This long-held belief that “student loans can never be wiped out in bankruptcy” is a common misconception. While discharging student loan debt is significantly more challenging than other types of consumer debt, it is not impossible. The Bankruptcy Code permits discharge under specific conditions, most notably when repayment would impose an “undue hardship” on the borrower. Achieving a student loan discharge is a complex process that requires more than the standard bankruptcy filing. Although recent policy adjustments have streamlined the process, especially for federal student loans, discharge remains a demanding legal hurdle rather than an automatic outcome. Please continue reading as we explore what you should know about these matters and how our knowledgeable Gillette Bankruptcy Lawyers can assist you during these difficult times. 

How Are Student Loans Treated During Bankruptcy?

Generally, consumer debts are dischargeable in bankruptcy, but student loans are not automatically wiped out. Under U.S.C. § 523(a)(8), both federal and most private student loans survive discharge unless the debtor proves “undue hardship” through a separate lawsuit called an adversary proceeding. Some private loans may be dischargeable as regular unsecured debt if they don’t fit the § 523(a)(8) definition in bankruptcy law.

Wyoming courts use the three-part Brunner test for undue hardship, which requires proving an inability to maintain a minimal standard of living due to repayment, the financial situation will persist, and the debtor has made good faith efforts to repay. A minority of courts use a broader “totality of the circumstances” test. Judges usually consider long-term prospects, not just current finances.

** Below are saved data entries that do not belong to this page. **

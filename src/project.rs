//! Project, conversation, and message persistence.
//!
//! Layout under the data root:
//!
//! ```text
//! <data>/projects.json                         project records
//! <data>/<id>/uploads/<filename>               raw user files
//! <data>/<id>/bm25.index/                      lexical index
//! <data>/<id>/vectors.{gob,json}               chunk + summary store
//! <data>/<id>/conversations/<cid>.meta.json    conversation record
//! <data>/<id>/conversations/<cid>.json         message list (JSON array)
//! ```
//!
//! All mutations run under the store's write lock; reads take the read
//! lock. Message append is read-modify-write on the list file.

use std::path::{Path, PathBuf};
use std::sync::RwLock;

use chrono::Utc;
use uuid::Uuid;

use crate::error::{EngineError, Result};
use crate::models::{Conversation, Message, Project, ProjectStatus};

pub struct ProjectStore {
    root: PathBuf,
    projects: RwLock<Vec<Project>>,
}

impl ProjectStore {
    /// Open the store at `root`, creating the directory and loading any
    /// existing `projects.json`.
    pub fn new(root: impl Into<PathBuf>) -> Result<Self> {
        let root = root.into();
        std::fs::create_dir_all(&root)?;

        let index_path = root.join("projects.json");
        let projects = match std::fs::read(&index_path) {
            Ok(data) => serde_json::from_slice(&data).unwrap_or_default(),
            Err(_) => Vec::new(),
        };

        Ok(Self {
            root,
            projects: RwLock::new(projects),
        })
    }

    fn index_path(&self) -> PathBuf {
        self.root.join("projects.json")
    }

    fn persist(&self, projects: &[Project]) -> Result<()> {
        let data = serde_json::to_vec_pretty(projects)?;
        std::fs::write(self.index_path(), data)?;
        Ok(())
    }

    // ==================== Projects ====================

    pub fn create(&self, name: &str) -> Result<Project> {
        let mut projects = self.projects.write().unwrap();

        let id = Uuid::new_v4().to_string();
        let name = if name.is_empty() {
            format!("Project {}", &id[..8])
        } else {
            name.to_string()
        };

        let project = Project {
            id: id.clone(),
            name,
            created_at: Utc::now(),
            file_count: 0,
            chunk_count: 0,
            status: ProjectStatus::Upload,
        };

        std::fs::create_dir_all(self.uploads_dir(&id))?;
        std::fs::create_dir_all(self.conversations_dir(&id))?;

        projects.push(project.clone());
        self.persist(&projects)?;
        Ok(project)
    }

    pub fn list(&self) -> Vec<Project> {
        self.projects.read().unwrap().clone()
    }

    pub fn get(&self, id: &str) -> Result<Project> {
        self.projects
            .read()
            .unwrap()
            .iter()
            .find(|p| p.id == id)
            .cloned()
            .ok_or_else(|| EngineError::NotFound(format!("project {id}")))
    }

    /// Whole-record replacement keyed by id.
    pub fn update(&self, project: Project) -> Result<()> {
        let mut projects = self.projects.write().unwrap();
        let slot = projects
            .iter_mut()
            .find(|p| p.id == project.id)
            .ok_or_else(|| EngineError::NotFound(format!("project {}", project.id)))?;
        *slot = project;
        self.persist(&projects)
    }

    /// Remove the record and the whole project directory tree.
    pub fn delete(&self, id: &str) -> Result<()> {
        let mut projects = self.projects.write().unwrap();
        let before = projects.len();
        projects.retain(|p| p.id != id);
        if projects.len() == before {
            return Err(EngineError::NotFound(format!("project {id}")));
        }

        let _ = std::fs::remove_dir_all(self.project_dir(id));
        self.persist(&projects)
    }

    // ==================== Paths ====================

    pub fn project_dir(&self, id: &str) -> PathBuf {
        self.root.join(id)
    }

    pub fn uploads_dir(&self, id: &str) -> PathBuf {
        self.project_dir(id).join("uploads")
    }

    pub fn bm25_dir(&self, id: &str) -> PathBuf {
        self.project_dir(id).join("bm25.index")
    }

    pub fn vectors_path(&self, id: &str) -> PathBuf {
        self.project_dir(id).join("vectors.json")
    }

    pub fn conversations_dir(&self, id: &str) -> PathBuf {
        self.project_dir(id).join("conversations")
    }

    pub fn settings_path(&self) -> PathBuf {
        self.root.join("settings.json")
    }

    // ==================== Conversations ====================

    pub fn create_conversation(&self, project_id: &str, name: &str) -> Result<Conversation> {
        self.get(project_id)?;
        let _write = self.projects.write().unwrap();

        let id = Uuid::new_v4().to_string();
        let name = if name.is_empty() {
            format!("Chat {}", &id[..8])
        } else {
            name.to_string()
        };

        let conversation = Conversation {
            id: id.clone(),
            project_id: project_id.to_string(),
            name,
            created_at: Utc::now(),
        };

        let dir = self.conversations_dir(project_id);
        std::fs::create_dir_all(&dir)?;
        std::fs::write(
            dir.join(format!("{id}.meta.json")),
            serde_json::to_vec_pretty(&conversation)?,
        )?;
        std::fs::write(dir.join(format!("{id}.json")), b"[]")?;

        Ok(conversation)
    }

    pub fn list_conversations(&self, project_id: &str) -> Vec<Conversation> {
        let _read = self.projects.read().unwrap();
        let dir = self.conversations_dir(project_id);
        let Ok(entries) = std::fs::read_dir(&dir) else {
            return Vec::new();
        };

        let mut conversations: Vec<Conversation> = entries
            .flatten()
            .filter(|e| {
                e.file_name()
                    .to_string_lossy()
                    .ends_with(".meta.json")
            })
            .filter_map(|e| {
                let data = std::fs::read(e.path()).ok()?;
                serde_json::from_slice(&data).ok()
            })
            .collect();
        conversations.sort_by(|a, b| a.created_at.cmp(&b.created_at));
        conversations
    }

    pub fn get_conversation(&self, project_id: &str, conversation_id: &str) -> Result<Conversation> {
        let _read = self.projects.read().unwrap();
        let path = self
            .conversations_dir(project_id)
            .join(format!("{conversation_id}.meta.json"));
        let data = std::fs::read(path)
            .map_err(|_| EngineError::NotFound(format!("conversation {conversation_id}")))?;
        Ok(serde_json::from_slice(&data)?)
    }

    pub fn update_conversation(&self, conversation: &Conversation) -> Result<()> {
        let _write = self.projects.write().unwrap();
        let path = self
            .conversations_dir(&conversation.project_id)
            .join(format!("{}.meta.json", conversation.id));
        std::fs::write(path, serde_json::to_vec_pretty(conversation)?)?;
        Ok(())
    }

    pub fn delete_conversation(&self, project_id: &str, conversation_id: &str) -> Result<()> {
        let _write = self.projects.write().unwrap();
        let dir = self.conversations_dir(project_id);
        let _ = std::fs::remove_file(dir.join(format!("{conversation_id}.meta.json")));
        let _ = std::fs::remove_file(dir.join(format!("{conversation_id}.json")));
        Ok(())
    }

    // ==================== Messages ====================

    pub fn load_messages(&self, project_id: &str, conversation_id: &str) -> Result<Vec<Message>> {
        let _read = self.projects.read().unwrap();
        self.read_messages(project_id, conversation_id)
    }

    fn read_messages(&self, project_id: &str, conversation_id: &str) -> Result<Vec<Message>> {
        let path = self
            .conversations_dir(project_id)
            .join(format!("{conversation_id}.json"));
        let data = std::fs::read(path)
            .map_err(|_| EngineError::NotFound(format!("conversation {conversation_id}")))?;
        Ok(serde_json::from_slice(&data)?)
    }

    /// Append one message (read-modify-write on the list file).
    pub fn append_message(
        &self,
        project_id: &str,
        conversation_id: &str,
        message: Message,
    ) -> Result<()> {
        let _write = self.projects.write().unwrap();
        let mut messages = self
            .read_messages(project_id, conversation_id)
            .unwrap_or_default();
        messages.push(message);

        let path = self
            .conversations_dir(project_id)
            .join(format!("{conversation_id}.json"));
        std::fs::write(path, serde_json::to_vec_pretty(&messages)?)?;
        Ok(())
    }
}

/// Reject upload filenames that are not plain basenames. Any name that
/// differs from its basename (separators, `.`, `..`) is a traversal attempt.
pub fn validate_upload_name(name: &str) -> Result<()> {
    let is_basename = Path::new(name)
        .file_name()
        .map(|base| base == name)
        .unwrap_or(false);
    if name.is_empty() || !is_basename {
        return Err(EngineError::InvalidInput(format!("invalid filename: {name}")));
    }
    Ok(())
}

How Do Student Loan Discharges Work?

Discharging student loans in bankruptcy is a complex process that demands a separate lawsuit called an adversary proceeding against the lender or government. To pursue a discharge, the debtor must ask the court to find that the loan creates “undue hardship.” This legal action involves formal steps like filing a complaint, engaging in discovery (document exchange, interrogatories, depositions), potential expert testimony, and a trial to determine if the undue hardship standard has been met.

The debtor bears the burden of proof, needing detailed, long-term evidence—not just dissatisfaction—to show financial constraints make repayment impossible. Essential evidence includes earnings/employment history, medical records (if applicable), a budget showing lack of disposable income, and records of prior repayment efforts. 

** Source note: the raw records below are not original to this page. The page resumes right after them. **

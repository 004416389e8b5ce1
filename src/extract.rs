//! File-to-pages text extraction.
//!
//! Turns an uploaded file into an ordered list of [`PageRecord`]s:
//!
//! - **PDF**: per-page extraction via `lopdf`, run on a blocking thread.
//!   A page whose trimmed text is 20 characters or shorter counts as empty
//!   and becomes an OCR candidate. If every page is empty the whole file is
//!   OCR'd; if only some are, the file is OCR'd once and the missing pages
//!   merged in. A page never appears from both sources; text extraction
//!   wins.
//! - **DOCX**: the format has no physical pages; paragraphs from
//!   `word/document.xml` are grouped into synthetic pages of roughly
//!   [`DOCX_PAGE_CHARS`] characters, breaking between paragraphs, numbered
//!   from 1.

use std::io::Read;
use std::path::{Path, PathBuf};

use quick_xml::events::Event;
use quick_xml::Reader;
use tracing::{info, warn};

use crate::error::{EngineError, Result};
use crate::models::PageRecord;
use crate::ocr::{self, OcrConfig};

/// Pages with at most this much trimmed text are treated as empty
/// (likely scanned).
const MIN_PAGE_TEXT: usize = 20;

/// Target size of a synthetic DOCX page.
const DOCX_PAGE_CHARS: usize = 3000;

/// Extract a file by extension. Only `.pdf` and `.docx` are supported.
pub async fn extract_file(path: &Path, ocr_config: &OcrConfig) -> Result<Vec<PageRecord>> {
    let extension = path
        .extension()
        .and_then(|e| e.to_str())
        .map(|e| e.to_lowercase())
        .unwrap_or_default();

    match extension.as_str() {
        "pdf" => extract_pdf(path, ocr_config).await,
        "docx" => extract_docx(path).await,
        other => Err(EngineError::InvalidInput(format!(
            "unsupported file extension: .{other}"
        ))),
    }
}

fn file_name(path: &Path) -> String {
    path.file_name()
        .map(|n| n.to_string_lossy().into_owned())
        .unwrap_or_else(|| path.display().to_string())
}

// ============ PDF ============

/// Per-page text extraction with OCR fallback for scanned pages.
pub async fn extract_pdf(path: &Path, ocr_config: &OcrConfig) -> Result<Vec<PageRecord>> {
    let name = file_name(path);
    let parse_path = PathBuf::from(path);
    let parse_name = name.clone();

    let parsed = tokio::task::spawn_blocking(move || parse_pdf_pages(&parse_path, &parse_name))
        .await
        .map_err(|e| EngineError::Extract(format!("pdf task failed: {e}")))?;

    let (mut pages, empty_pages, total_pages) = match parsed {
        Ok(result) => result,
        Err(e) => {
            // The parser could not open the file at all; scanned-image PDFs
            // sometimes trip it, so OCR gets a chance before giving up.
            if ocr::can_run_ocr(ocr_config) {
                warn!(file = %name, error = %e, "pdf parse failed, attempting OCR fallback");
                return ocr::run_ocr(ocr_config, path).await;
            }
            return Err(e);
        }
    };

    if pages.is_empty() && total_pages > 0 {
        // Fully scanned: no text anywhere.
        if ocr::can_run_ocr(ocr_config) {
            info!(file = %name, pages = total_pages, "no text extracted, running full OCR");
            return ocr::run_ocr(ocr_config, path).await;
        }
        return Err(EngineError::Extract(format!(
            "no text extracted from {name} (scanned PDF? configure an OCR provider)"
        )));
    }

    if !empty_pages.is_empty() && ocr::can_run_ocr(ocr_config) {
        // Partially scanned: OCR the whole file once and keep only the pages
        // text extraction missed.
        info!(
            file = %name,
            text_pages = pages.len(),
            empty_pages = empty_pages.len(),
            "running OCR for missing pages"
        );
        match ocr::run_ocr(ocr_config, path).await {
            Ok(ocr_pages) => {
                let merged = merge_ocr_pages(&mut pages, ocr_pages);
                if merged > 0 {
                    info!(file = %name, merged, "merged OCR pages");
                }
            }
            Err(e) => {
                warn!(file = %name, error = %e, "OCR fallback failed, keeping text pages");
            }
        }
    } else if !empty_pages.is_empty() {
        warn!(
            file = %name,
            empty_pages = empty_pages.len(),
            "pages with no extractable text skipped (no OCR configured)"
        );
    }

    pages.sort_by_key(|p| p.page_number);
    Ok(pages)
}

/// Merge OCR output into text-extracted pages: a page the OCR returns is
/// included only if text extraction did not already cover it, so a page
/// never appears from both sources and text extraction wins. Returns the
/// number of pages merged in.
fn merge_ocr_pages(pages: &mut Vec<PageRecord>, ocr_pages: Vec<PageRecord>) -> usize {
    let have: std::collections::HashSet<usize> = pages.iter().map(|p| p.page_number).collect();
    let mut merged = 0usize;
    for page in ocr_pages {
        if !have.contains(&page.page_number) {
            pages.push(page);
            merged += 1;
        }
    }
    merged
}

/// Parse all pages of a PDF. Returns `(non-empty pages, empty page numbers,
/// total page count)`.
fn parse_pdf_pages(
    path: &Path,
    name: &str,
) -> Result<(Vec<PageRecord>, Vec<usize>, usize)> {
    let document = lopdf::Document::load(path)
        .map_err(|e| EngineError::Extract(format!("failed to open pdf {name}: {e}")))?;

    let page_numbers: Vec<u32> = document.get_pages().keys().copied().collect();
    let total = page_numbers.len();

    let mut pages = Vec::new();
    let mut empty = Vec::new();
    for page_no in page_numbers {
        let text = document.extract_text(&[page_no]).unwrap_or_default();
        let text = text.trim().to_string();
        if text.len() > MIN_PAGE_TEXT {
            pages.push(PageRecord {
                document: name.to_string(),
                page_number: page_no as usize,
                text,
            });
        } else {
            empty.push(page_no as usize);
        }
    }

    Ok((pages, empty, total))
}

// ============ DOCX ============

/// Extract a DOCX into synthetic ~3,000-character pages.
pub async fn extract_docx(path: &Path) -> Result<Vec<PageRecord>> {
    let name = file_name(path);
    let parse_path = PathBuf::from(path);

    let paragraphs = tokio::task::spawn_blocking(move || read_docx_paragraphs(&parse_path))
        .await
        .map_err(|e| EngineError::Extract(format!("docx task failed: {e}")))??;

    let pages = paginate_paragraphs(&paragraphs, &name);
    if pages.is_empty() {
        return Err(EngineError::Extract(format!(
            "no text extracted from {name}"
        )));
    }
    Ok(pages)
}

/// Pull paragraph texts out of `word/document.xml`.
fn read_docx_paragraphs(path: &Path) -> Result<Vec<String>> {
    let file = std::fs::File::open(path)?;
    let mut archive = zip::ZipArchive::new(file)
        .map_err(|e| EngineError::Extract(format!("failed to read docx: {e}")))?;

    let mut xml = String::new();
    archive
        .by_name("word/document.xml")
        .map_err(|e| EngineError::Extract(format!("docx has no document.xml: {e}")))?
        .read_to_string(&mut xml)?;

    let mut reader = Reader::from_str(&xml);
    let mut buf = Vec::new();
    let mut paragraphs = Vec::new();
    let mut current = String::new();
    let mut in_paragraph = false;

    loop {
        match reader.read_event_into(&mut buf) {
            Ok(Event::Start(e)) => match local_name(e.name().as_ref()) {
                b"p" => {
                    in_paragraph = true;
                    current.clear();
                }
                b"tab" if in_paragraph => current.push(' '),
                b"br" if in_paragraph => current.push('\n'),
                _ => {}
            },
            Ok(Event::Empty(e)) => match local_name(e.name().as_ref()) {
                b"tab" if in_paragraph => current.push(' '),
                b"br" if in_paragraph => current.push('\n'),
                _ => {}
            },
            Ok(Event::Text(e)) if in_paragraph => {
                if let Ok(text) = e.unescape() {
                    current.push_str(&text);
                }
            }
            Ok(Event::End(e)) => {
                if local_name(e.name().as_ref()) == b"p" {
                    in_paragraph = false;
                    let trimmed = current.trim();
                    if !trimmed.is_empty() {
                        paragraphs.push(trimmed.to_string());
                    }
                }
            }
            Ok(Event::Eof) => break,
            Err(e) => {
                return Err(EngineError::Extract(format!("docx xml parse error: {e}")));
            }
            _ => {}
        }
        buf.clear();
    }

    Ok(paragraphs)
}

/// Strip an optional namespace prefix from a qualified XML name.
fn local_name(qname: &[u8]) -> &[u8] {
    match qname.iter().position(|&b| b == b':') {
        Some(i) => &qname[i + 1..],
        None => qname,
    }
}

/// Group paragraphs into synthetic pages of ~[`DOCX_PAGE_CHARS`] characters,
/// always breaking between paragraphs.
fn paginate_paragraphs(paragraphs: &[String], document: &str) -> Vec<PageRecord> {
    let mut pages = Vec::new();
    let mut buffer = String::new();

    let mut flush = |buffer: &mut String, pages: &mut Vec<PageRecord>| {
        if !buffer.trim().is_empty() {
            pages.push(PageRecord {
                document: document.to_string(),
                page_number: pages.len() + 1,
                text: std::mem::take(buffer).trim().to_string(),
            });
        } else {
            buffer.clear();
        }
    };

    for paragraph in paragraphs {
        if !buffer.is_empty() && buffer.len() + 1 + paragraph.len() > DOCX_PAGE_CHARS {
            flush(&mut buffer, &mut pages);
        }
        if !buffer.is_empty() {
            buffer.push('\n');
        }
        buffer.push_str(paragraph);
    }
    flush(&mut buffer, &mut pages);

    pages
}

What Recent Developments Have Made Federal Student Loan Discharge More Accessible?

Federal student loan discharge cases are becoming more streamlined and standardized, thanks to guidance form the U.S. Departments of Justice and Education. The primary goal is to move away from automatically opposing every case and instead use more objective factors like income, expenses, age, disability, and repayment history to determine if “undue hardship” has been met. This new approach means:

  • Debtors submit an attestation form detailing their financial situation and circumstances.
  • Government attorneys review this information against internal criteria.
  • If the criteria are satisfied, the government may stipulate a full or partial discharge rather than engaging in aggressive litigation.

While this policy does not grant an automatic right to discharge, it has resulted in more federal borrowers successfully obtaining relief, particularly those with long-term financial hardship. Achieving student loan discharge remains a hurdle; however, understanding the stringent requirements is the critical first step for financial relief.